I will try to give an account of the concept of intention as it is used in the field of aesthetics. I will focus mainly on Wittgenstein’s Lectures on Aesthetics, trying to explain some of the insights, I believe, he has provided on the use of this fundamental concept. This implies, that we first take into account the various differences in the use of the con-cept of justification, since intention is often used in aesthet-ics as a form of justification. Secondly, we have to try to understand how intention could possibly be of some help in trying to understand the meaning of a certain aesthetical object or action. Thirdly, I will offer a way of looking at intention in aesthetics, as a way of manifesting an attitude, trying to claim that this is fundamental to this particular activity.

Table of contents

    In what follows, I will try to give an account of the concept of intention as it is used in the field of aesthetics. I will focus mainly on Wittgenstein’s Lectures on Aesthetics, trying to explain some of the insights, I believe, he has provided on the use of this fundamental concept. This implies, that we first take into account, the various differences in the use of the concept of justification, since intention is often used in aesthetics as a form of justification. Secondly, we have to try to understand how intention could possibly be of some help in trying to understand the meaning of a certain aesthetical object or action. Thirdly, I will offer a way of looking at intention in aesthetics, as a way of manifesting an attitude, trying to claim, that this, is fundamental to this particular activity.

    In the Lectures on Aesthetics, Wittgenstein gives the following example:

    One case is, where you give the reason for your doing something. ‘Why did you write 6249 under the line?’ You give the multiplication you had done. ‘I arrived at it by this multiplication.’ This is comparable to giving a mechanism. One might call it giving a motive for writing down the numbers. It means, I passed through such and such a process of reasoning. Here ‘Why did you do it?’ means ‘How did you get there?’ You give a reason, the road you went. (LA, III, §13)

    First, it is necessary to explain the analogy used by Wittgenstein that relates this case to a “mechanism”. Wittgenstein is, through this analogy, trying to show us the fact that “a certain thought process”, in this particular case a multiplication, only makes sense when there is necessarily one single result (or to put it in a different way: that a particular mechanism produces one single result; and it cannot produce another). Wittgenstein is not arguing here for the existence of a certain type of mental mechanism with the name multiplication. The paragraph starts with: “One case is, where you give the reason for your doing something”(Ibid.), that suggests that what will follow is a commentary, precisely, about a certain type of justification. What Wittgenstein’s example implies is very important for the understanding of Wittgenstein’s argument concerning aesthetics. In the Remarks on the Foundations of Mathematics, Wittgenstein deals with a problem that is related to the previous example. The passage is the following:

    Now I am said to have multiplied when I have carried out the multiplication 265 x 463, and also when I say: ‘twice four is eight’, although here no calculating procedure led to the product (which, however, I could also have worked out). And so we also say a conclusion is drawn, where it is not calculated. (RFA, §7, 6e)

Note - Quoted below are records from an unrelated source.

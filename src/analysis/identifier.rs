//! Module identifier resolution.
//!
//! Relative identifiers (`./x`, `../x`) are resolved against the location of
//! the script that mentions them; everything else is already absolute. The
//! package of an absolute identifier is its first path segment.

use super::ScriptContext;

/// Whether an identifier is relative to its script.
#[must_use]
pub fn is_relative(raw_id: &str) -> bool {
    raw_id.starts_with("./") || raw_id.starts_with("../")
}

/// Turn a raw identifier into an absolute module identifier.
///
/// Relative identifiers are joined onto the directory of the script's
/// [`location`](ScriptContext::location); `.` segments are dropped and `..`
/// segments pop one directory, never going above the root. Scripts without a
/// location resolve against the empty base. Absolute identifiers are returned
/// unchanged.
///
/// # Examples
///
/// ```rust
/// use dtk_build::analysis::ScriptContext;
/// use dtk_build::analysis::identifier::resolve_absolute;
///
/// let script = ScriptContext::external("app/run.js");
/// assert_eq!(resolve_absolute("./main", &script), "app/main");
/// assert_eq!(resolve_absolute("../lib/util", &script), "lib/util");
/// assert_eq!(resolve_absolute("dojo/dom", &script), "dojo/dom");
/// ```
#[must_use]
pub fn resolve_absolute(raw_id: &str, script: &ScriptContext) -> String {
    if !is_relative(raw_id) {
        return raw_id.to_string();
    }

    let location = script.location().unwrap_or_default();
    let mut segments: Vec<&str> = location.split('/').filter(|s| !s.is_empty()).collect();
    // The last segment names the script itself, not a directory.
    segments.pop();

    for segment in raw_id.split('/') {
        match segment {
            "" | "." => {}
            ".." => {
                segments.pop();
            }
            other => segments.push(other),
        }
    }

    segments.join("/")
}

/// Package (top-level namespace) of an absolute identifier.
///
/// Slash-separated identifiers use their first segment. Legacy dotted
/// identifiers (`dijit.form.Button`) contain no slash and use their first
/// dot-separated segment.
///
/// # Examples
///
/// ```rust
/// use dtk_build::analysis::identifier::derive_package;
///
/// assert_eq!(derive_package("app/widgets/Grid"), "app");
/// assert_eq!(derive_package("dijit.form.Button"), "dijit");
/// assert_eq!(derive_package("dojo"), "dojo");
/// ```
#[must_use]
pub fn derive_package(absolute_id: &str) -> String {
    let separator = if absolute_id.contains('/') { '/' } else { '.' };
    absolute_id.split(separator).next().unwrap_or(absolute_id).to_string()
}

    The most important aspect of this commentary is what Wittgenstein calls “to draw a conclusion”. In the case of multiplication, the criteria for drawing a conclusion is a particular result (that one and no other), that makes the process (through which we got the result) necessary only in certain cases. This simply means that in the case of multiplication, “I passed through such and such a process of reasoning” (LA, III, §13) is only relevant when we are asked how we got to that particular answer (but depending on our situation, we could for example memorize all the answers needed). The multiplication is the reason of our result (in the sense of constituting it) and not a justification of our result (in the sense of a possible justification, since there cannot be another). The consequence we have to extract from this difference is that reason/justification doesn’t always means the same” (LA, III, §16, n. 2), and in the case of aesthetics it certainly doesn’t mean something similar to the case of multiplication. In aesthetics, the meaning of reason/justification we use is not, as Wittgenstein describes, “a report of what was done” (LA, III, §15). Being nothing similar to a report, it follows that it can be various different things and Wittgenstein mentions a few examples, “I could have gone this way” or to give a particular process “though I didn’t go through this process” (Ibid.). In a footnote to the same paragraph, Rush Rhees gives a description of what we could call a reason in aesthetics, “it may be what we now see would justify it.” (LA, III, §15, n. 1) The “now” in Rhees’s sentence is very important and it suggests a particular attitude towards the concept of intention in the Lectures on Aesthetics. The “now” in Rhees’s sentence, suggests that a certain explanation or reason/justification for an aesthetic action can change; in the case of multiplication this hypothesis is absurd.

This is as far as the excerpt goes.